DIRECTIONS FOR THIS TASK
Return each line of the entries that mentions the word "than".

THE INPUT
-.-.-
#[cfg(test)]
mod tests {
    use super::*;

    #[test]
    fn test_file_get_slice() {
        let file = FileInfo {
            // file doesn't need to exist as we're not doing any IO in this test
            path: PathBuf::from("/tmp/does/not/exist"),
            len: 500,
            torrent_offset: 200,
        };

        assert_eq!(
            file.get_slice(300, 1000),
            FileSlice {
                offset: 300 - 200,
                len: 500 - (300 - 200),
            },
            "file slice for byte range longer than file should return \
            at most file length long slice"
        );

        assert_eq!(
            file.get_slice(300, 10),
            FileSlice {
                offset: 300 - 200,
                len: 10,
            },
            "file slice for byte range smaller than file should return \
            at most byte range long slice"
        );

        assert_eq!(
            file.get_slice(200, 500),
            FileSlice {
                offset: 0,
                len: 500,
            },
            "file slice for byte range equal to file length should return \
            the full file slice"
        );
    }

    #[test]
    #[should_panic(expected = "torrent offset must be larger than file offset")]
    fn test_file_get_slice_starting_before_file() {
        let file = FileInfo {
            // file doesn't need to exist as we're not doing any IO in this test
            path: PathBuf::from("/tmp/does/not/exist"),
            len: 500,
            torrent_offset: 200,
        };
        // we can't query a file slace for a byte range starting before the file
        file.get_slice(100, 400);
    }

    #[test]
    #[should_panic(
        expected = "torrent offset must be smaller than file end offset"
    )]
    fn test_file_get_slice_starting_after_file() {
        let file = FileInfo {
            // file doesn't need to exist as we're not doing any IO in this test
            path: PathBuf::from("/tmp/does/not/exist"),
            len: 500,
            torrent_offset: 200,
        };
        // we can't query a file slace for a byte range starting before the file
        file.get_slice(200 + 500, 400);
    }

    #[test]
    fn test_files_intersecting_pieces() {
        // single file
        let piece_count = 4;
        let piece_len = 4;
        let last_piece_len = 2;
        // 3 full length pieces; 1 smaller piece,
        let download_len = 3 * 4 + 2;
        let structure = FsStructure::File(FileInfo {
            path: PathBuf::from("/bogus"),
            torrent_offset: 0,
            len: download_len,
        });
        let info = StorageInfo {
            piece_count,
            piece_len,
            last_piece_len,
            download_len,
            download_path: PathBuf::from("/"),
            structure,
        };
        // all 4 pieces are in the same file
        assert_eq!(info.files_intersecting_piece(0).unwrap(), 0..1);
        assert_eq!(info.files_intersecting_piece(1).unwrap(), 0..1);
        assert_eq!(info.files_intersecting_piece(2).unwrap(), 0..1);
        assert_eq!(info.files_intersecting_piece(3).unwrap(), 0..1);

        // multi-file
        //
        // pieces: (index:first byte offset)
        // --------------------------------------------------------------------
        // |0:0         |1:16          |2:32          |3:48          |4:64    |
        // --------------------------------------------------------------------
        // files: (index:first byte offset,last byte offset)
        // --------------------------------------------------------------------
        // |0:0,8 |1:9,19  |2:20,26|3:27,35 |4:36,47  |5:48,63       |6:64,71 |
        // --------------------------------------------------------------------
        let files = vec![
            FileInfo {
                path: PathBuf::from("/0"),
                torrent_offset: 0,
                len: 9,
            },
            FileInfo {
                path: PathBuf::from("/1"),
                torrent_offset: 9,
                len: 11,
            },
            FileInfo {
                path: PathBuf::from("/2"),
                torrent_offset: 20,
                len: 7,
            },
            FileInfo {
                path: PathBuf::from("/3"),
                torrent_offset: 27,
                len: 9,
            },
            FileInfo {
                path: PathBuf::from("/4"),
                torrent_offset: 36,
                len: 12,
            },
            FileInfo {
                path: PathBuf::from("/5"),
                torrent_offset: 48,
                len: 16,
            },
            FileInfo {
                path: PathBuf::from("/6"),
                torrent_offset: 64,
                len: 8,
            },
        ];
        let download_len: u64 = files.iter().map(|f| f.len).sum();
        // sanity check that the offsets in the files above correctly follow
        // each other and that they add up to the total download length
        debug_assert_eq!(
            files.iter().fold(0, |offset, file| {
                debug_assert_eq!(offset, file.torrent_offset);
                offset + file.len
            }),
            download_len,
        );
        let piece_count: usize = 5;
        let piece_len: u32 = 16;
        let last_piece_len: u32 = 8;
        // sanity check that full piece lengths and last piece length equals the
        // total download length
        debug_assert_eq!(
            (piece_count as u64 - 1) * piece_len as u64 + last_piece_len as u64,
            download_len
        );
        let info = StorageInfo {
            piece_count,
            piece_len,
            last_piece_len,
            download_len,
            download_path: PathBuf::from("/"),
            structure: FsStructure::Archive { files },
        };
        // piece 0 intersects with files 0 and 1
        assert_eq!(info.files_intersecting_piece(0).unwrap(), 0..2);
        // piece 1 intersects with files 1, 2, 3
        assert_eq!(info.files_intersecting_piece(1).unwrap(), 1..4);
        // piece 2 intersects with files 3 and 4
        assert_eq!(info.files_intersecting_piece(2).unwrap(), 3..5);
        // piece 3 intersects with only file 5
        assert_eq!(info.files_intersecting_piece(3).unwrap(), 5..6);
        // last piece 4 intersects with only file 6
        assert_eq!(info.files_intersecting_piece(4).unwrap(), 6..7);
        // piece 5 is invalid
        assert!(info.files_intersecting_piece(5).is_err());
    }

    #[test]
    fn test_files_intersecting_bytes() {
        // single file
        let structure = FsStructure::File(FileInfo {
            path: PathBuf::from("/bogus"),
            torrent_offset: 0,
            len: 12341234,
        });
        assert_eq!(structure.files_intersecting_bytes(0..0), 0..1);
        assert_eq!(structure.files_intersecting_bytes(0..1), 0..1);
        assert_eq!(structure.files_intersecting_bytes(0..12341234), 0..1);

        // multi-file
        let structure = FsStructure::Archive {
            files: vec![
                FileInfo {
                    path: PathBuf::from("/bogus0"),
                    torrent_offset: 0,
                    len: 4,
                },
                FileInfo {
                    path: PathBuf::from("/bogus1"),
                    torrent_offset: 4,
                    len: 9,
                },
                FileInfo {
                    path: PathBuf::from("/bogus2"),
                    torrent_offset: 13,
                    len: 3,
                },
                FileInfo {
                    path: PathBuf::from("/bogus3"),
                    torrent_offset: 16,
                    len: 10,
                },
            ],
        };
        // bytes only in the first file
        assert_eq!(structure.files_intersecting_bytes(0..4), 0..1);
        // bytes intersecting two files
        assert_eq!(structure.files_intersecting_bytes(0..5), 0..2);
        // bytes overlapping with two files
        assert_eq!(structure.files_intersecting_bytes(0..13), 0..2);
        // bytes intersecting three files
        assert_eq!(structure.files_intersecting_bytes(0..15), 0..3);
        // bytes intersecting all files
        assert_eq!(structure.files_intersecting_bytes(0..18), 0..4);
        // bytes intersecting the last byte of the last file
        assert_eq!(structure.files_intersecting_bytes(25..26), 3..4);
        // bytes overlapping with two files in the middle
        assert_eq!(structure.files_intersecting_bytes(4..16), 1..3);
        // bytes intersecting only one byte of two files each, among the middle
        // of all files
        assert_eq!(structure.files_intersecting_bytes(8..14), 1..3);
        // bytes intersecting only one byte of one file, among the middle of all
        // files
        assert_eq!(structure.files_intersecting_bytes(13..14), 2..3);
        // bytes not intersecting any files
        assert_eq!(structure.files_intersecting_bytes(30..38), 0..0);
    }
}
-.-.-
EXPECTED ANSWER
            "file slice for byte range longer than file should return \
            "file slice for byte range smaller than file should return \
    #[should_panic(expected = "torrent offset must be larger than file offset")]
        expected = "torrent offset must be smaller than file end offset"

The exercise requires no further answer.